→ **Task to carry out**:
Reproduce the complete listing without any deviation.

→ **Source material**:
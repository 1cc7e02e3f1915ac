// Shared token parsers for the chart DSL

use nom::{
    bytes::complete::take_while,
    character::complete::{char, multispace0, satisfy},
    combinator::recognize,
    multi::many0_count,
    sequence::{delimited, pair},
    IResult,
};

/// Wrap a parser so it tolerates surrounding whitespace.
pub fn ws<'a, O, F>(inner: F) -> impl FnMut(&'a str) -> IResult<&'a str, O>
where
    F: FnMut(&'a str) -> IResult<&'a str, O>,
{
    delimited(multispace0, inner, multispace0)
}

/// Column/keyword identifier: alphabetic or underscore start, then
/// alphanumerics and underscores.
pub fn identifier(input: &str) -> IResult<&str, String> {
    let (input, name) = recognize(pair(
        satisfy(|c: char| c.is_alphabetic() || c == '_'),
        many0_count(satisfy(|c: char| c.is_alphanumeric() || c == '_')),
    ))(input)?;
    Ok((input, name.to_string()))
}

/// Double-quoted string literal (no escape handling).
pub fn quoted_string(input: &str) -> IResult<&str, String> {
    let (input, value) = delimited(char('"'), take_while(|c| c != '"'), char('"'))(input)?;
    Ok((input, value.to_string()))
}

#[cfg(test)]
mod tests {
    use super::*;
    use nom::bytes::complete::tag;

    #[test]
    fn test_identifier() {
        let (rest, name) = identifier("AvgLikes,").unwrap();
        assert_eq!(name, "AvgLikes");
        assert_eq!(rest, ",");
    }

    #[test]
    fn test_identifier_rejects_leading_digit() {
        assert!(identifier("1likes").is_err());
    }

    #[test]
    fn test_quoted_string() {
        let (rest, value) = quoted_string(r#""Likes per day" |"#).unwrap();
        assert_eq!(value, "Likes per day");
        assert_eq!(rest, " |");
    }

    #[test]
    fn test_ws_strips_whitespace() {
        let (rest, _) = ws(tag("line"))("  line  (")
            .unwrap();
        assert_eq!(rest, "(");
    }
}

→ **Solution to this problem**:
repository 1cc7e02e3f1915ac
// Shared token parsers for the chart DSL

use nom::{
    bytes::complete::take_while,
    character::complete::{char, multispace0, satisfy},
    combinator::recognize,
    multi::many0_count,
    sequence::{delimited, pair},
    IResult,
};

/// Wrap a parser so it tolerates surrounding whitespace.
pub fn ws<'a, O, F>(inner: F) -> impl FnMut(&'a str) -> IResult<&'a str, O>
where
    F: FnMut(&'a str) -> IResult<&'a str, O>,
{
    delimited(multispace0, inner, multispace0)
}

/// Column/keyword identifier: alphabetic or underscore start, then
/// alphanumerics and underscores.
pub fn identifier(input: &str) -> IResult<&str, String> {
    let (input, name) = recognize(pair(
        satisfy(|c: char| c.is_alphabetic() || c == '_'),
        many0_count(satisfy(|c: char| c.is_alphanumeric() || c == '_')),
    ))(input)?;
    Ok((input, name.to_string()))
}

/// Double-quoted string literal (no escape handling).
pub fn quoted_string(input: &str) -> IResult<&str, String> {
    let (input, value) = delimited(char('"'), take_while(|c| c != '"'), char('"'))(input)?;
    Ok((input, value.to_string()))
}

#[cfg(test)]
mod tests {
    use super::*;
    use nom::bytes::complete::tag;

    #[test]
    fn test_identifier() {
        let (rest, name) = identifier("AvgLikes,").unwrap();
        assert_eq!(name, "AvgLikes");
        assert_eq!(rest, ",");
    }

    #[test]
    fn test_identifier_rejects_leading_digit() {
        assert!(identifier("1likes").is_err());
    }

    #[test]
    fn test_quoted_string() {
        let (rest, value) = quoted_string(r#""Likes per day" |"#).unwrap();
        assert_eq!(value, "Likes per day");
        assert_eq!(rest, " |");
    }

    #[test]
    fn test_ws_strips_whitespace() {
        let (rest, _) = ws(tag("line"))("  line  (")
            .unwrap();
        assert_eq!(rest, "(");
    }
}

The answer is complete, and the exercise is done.